Growing up in Cleveland, we heard a lot of the ice cream man. In Old Brooklyn, the section of Cleveland where I grew up, the streets are narrow and grid-like, packed full of tiny post-war era houses, and sounds carry with ease. Ice cream truck music ("Do your ears hang low/Do they wobble to and fro/Can you tie them in a knot/Can you tie them in a bow...") was largely the soundtrack to my childhood. I grew up on a main street, though, where ice cream trucks won't stop for you no matter how desperate you look. So if we wanted to partake, we had to grab money (often kept strategically near the door) and sprint around the block to the side streets. But, oh, the orange push-ups that awaited at the end of the jog, with their cool polka dot tubes and plastic sticks. And oh, the bomb pops. And the sno-cones. And the memories.

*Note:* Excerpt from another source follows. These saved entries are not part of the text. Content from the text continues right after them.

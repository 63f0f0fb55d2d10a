// Copyright (C) 2026 Fred Clausen
// Use of this source code is governed by an MIT-style
// license that can be found in the LICENSE file or at
// https://opensource.org/licenses/MIT.

//! JSON snapshots of premises records.
//!
//! ```json
//! {
//!   "premises": [
//!     { "premisesId": "ap-1", "name": "Northgate House",
//!       "beds": [{ "bedId": "bed-1", "characteristics": ["isSingle"] }] }
//!   ],
//!   "outOfServiceBeds": [
//!     { "premisesId": "ap-1", "bedId": "bed-1",
//!       "startDate": "2026-03-10", "endDate": "2026-03-12", "cancelled": false }
//!   ],
//!   "bookings": [
//!     { "premisesId": "ap-1", "bookingId": "b-1",
//!       "canonicalArrivalDate": "2026-03-10", "canonicalDepartureDate": "2026-03-20",
//!       "expectedArrivalDate": "2026-03-10", "expectedDepartureDate": "2026-03-20",
//!       "actualArrival": "2026-03-10T14:00:00Z" }
//!   ]
//! }
//! ```

use std::path::Path;

use ap_capacity_api::{InMemoryPremisesRepository, Premises};
use ap_capacity_domain::{
    Bed, BedId, BookingId, CharacteristicTag, OutOfServiceBed, PremisesBedInventory, PremisesId,
    SpaceBooking, SpaceBookingDates,
};
use color_eyre::{Result, eyre::WrapErr};
use serde::Deserialize;
use time::{Date, OffsetDateTime};

#[derive(Debug, Deserialize)]
#[serde(rename_all = "camelCase")]
struct BedRecord {
    bed_id: String,
    #[serde(default)]
    characteristics: Vec<String>,
}

#[derive(Debug, Deserialize)]
#[serde(rename_all = "camelCase")]
struct PremisesRecord {
    premises_id: String,
    name: String,
    #[serde(default)]
    beds: Vec<BedRecord>,
}

#[derive(Debug, Deserialize)]
#[serde(rename_all = "camelCase")]
struct OutOfServiceBedRecord {
    premises_id: String,
    bed_id: String,
    start_date: Date,
    end_date: Date,
    #[serde(default)]
    cancelled: bool,
}

#[derive(Debug, Deserialize)]
#[serde(rename_all = "camelCase")]
struct BookingRecord {
    premises_id: String,
    booking_id: String,
    canonical_arrival_date: Date,
    canonical_departure_date: Date,
    expected_arrival_date: Date,
    expected_departure_date: Date,
    #[serde(default, with = "time::serde::rfc3339::option")]
    actual_arrival: Option<OffsetDateTime>,
    #[serde(default, with = "time::serde::rfc3339::option")]
    actual_departure: Option<OffsetDateTime>,
    #[serde(default, with = "time::serde::rfc3339::option")]
    non_arrival_confirmed: Option<OffsetDateTime>,
}

/// Raw snapshot contents, before validation.
#[derive(Debug, Default, Deserialize)]
#[serde(rename_all = "camelCase")]
pub struct Snapshot {
    #[serde(default)]
    premises: Vec<PremisesRecord>,
    #[serde(default)]
    out_of_service_beds: Vec<OutOfServiceBedRecord>,
    #[serde(default)]
    bookings: Vec<BookingRecord>,
}

impl Snapshot {
    /// Reads a snapshot file.
    pub fn load(path: &Path) -> Result<Self> {
        let contents: String = std::fs::read_to_string(path)
            .wrap_err_with(|| format!("Failed to read snapshot {}", path.display()))?;
        Self::parse(&contents).wrap_err_with(|| format!("Invalid snapshot {}", path.display()))
    }

    /// Parses snapshot JSON.
    pub fn parse(contents: &str) -> Result<Self> {
        serde_json::from_str(contents).wrap_err("Snapshot is not valid JSON")
    }

    /// Validates every record and loads them into a repository.
    pub fn into_repository(self) -> Result<InMemoryPremisesRepository> {
        let mut repository = InMemoryPremisesRepository::new();

        for record in self.premises {
            let premises: Premises = premises_from_record(record)?;
            repository.insert_premises(premises)?;
        }

        for record in self.out_of_service_beds {
            let premises_id: PremisesId = PremisesId::new(&record.premises_id)?;
            let out_of_service: OutOfServiceBed = OutOfServiceBed::new(
                BedId::new(&record.bed_id)?,
                record.start_date,
                record.end_date,
                record.cancelled,
            )
            .wrap_err_with(|| format!("Out-of-service record for bed {}", record.bed_id))?;
            repository.add_out_of_service_bed(&premises_id, out_of_service)?;
        }

        for record in self.bookings {
            let premises_id: PremisesId = PremisesId::new(&record.premises_id)?;
            let booking: SpaceBooking = SpaceBooking::new(
                BookingId::new(&record.booking_id)?,
                record.canonical_arrival_date,
                record.canonical_departure_date,
                SpaceBookingDates {
                    expected_arrival_date: record.expected_arrival_date,
                    expected_departure_date: record.expected_departure_date,
                    actual_arrival: record.actual_arrival,
                    actual_departure: record.actual_departure,
                    non_arrival_confirmed: record.non_arrival_confirmed,
                },
            )
            .wrap_err_with(|| format!("Booking {}", record.booking_id))?;
            repository.add_booking(&premises_id, booking)?;
        }

        Ok(repository)
    }
}

fn premises_from_record(record: PremisesRecord) -> Result<Premises> {
    let premises_id: PremisesId = PremisesId::new(&record.premises_id)?;
    let beds: Vec<Bed> = record
        .beds
        .into_iter()
        .map(|bed| {
            let characteristics: Vec<CharacteristicTag> = bed
                .characteristics
                .iter()
                .map(|tag| CharacteristicTag::new(tag))
                .collect::<Result<_, _>>()?;
            Ok(Bed::new(BedId::new(&bed.bed_id)?, characteristics))
        })
        .collect::<Result<_>>()?;

    Ok(Premises {
        name: record.name,
        inventory: PremisesBedInventory::new(premises_id, beds)?,
    })
}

Fast forward to my college years, when my dear friend Stephanie moved to Chicago for a summer to drive an ice cream truck. I went to visit her on the weekend of my 21st birthday and spent a day riding around with her. I was in heaven, except for the incessant plinking of the ice cream tunes, whose repetitive melodies lodged themselves in my head for weeks. I reorganized the freezer. I listened to the order and tried to gather the goodies as quickly as I could. I marveled at the newfangled novelties: Choco Tacos. Lemon Sharks. Chipwiches. Stephanie knew all the best places to go; namely, places populated densely with people, places like apartment complexes and baseball fields. Side streets aren't super profitable--to much area to cover, not enough patrons. Sidelines at soccer games, on the other hand, with their throngs of indulgent parents and hungry kids, are perfect. I loved riding in that truck with her--I felt like I was looking behind the curtain at the Wizard of Oz, and it wasn't just some short guy in a costume. It was an actual Wizard.
These days, we live on 2.5 acres, on a road that is not a part of a neighborhood. I never even considered it a possibility that the ice cream man might venture our way. We've lived here almost 6 years, and I don't think I've ever heard an ice cream truck before. So today, when I heard the gentle strains of the music, I grabbed money and ran for the street, yelling for my kids to COME HERE! FAST!! HURRY!!! Who knows when this opportunity might present itself again? And I have such fond memories of the ice cream truck, I wanted to give my kids those memories, too.
While we had a long talk about how it is inappropriate to run towards the street unless mom is telling you to do it, we tucked into our frozen treats. We each selected sno-cones. They were $2.50 EACH. I then explained to the kids this was a once-in-a-great-while treat, on account of the second mortgage we'd have to get to pay for our FROZEN WATER. On a side note, the man driving the truck had to use a calculator to total our tab ($2.50 x 3) AND ALSO to make change from the $10 I gave him. I'm no math whiz myself, but that's pretty bad.
Anyway. I didn't have the forethought to grab my camera along with the cash in my dash for the street, but I did capture these photos shortly thereafter. Duly documented.
Mmmmm. Memories like this taste good.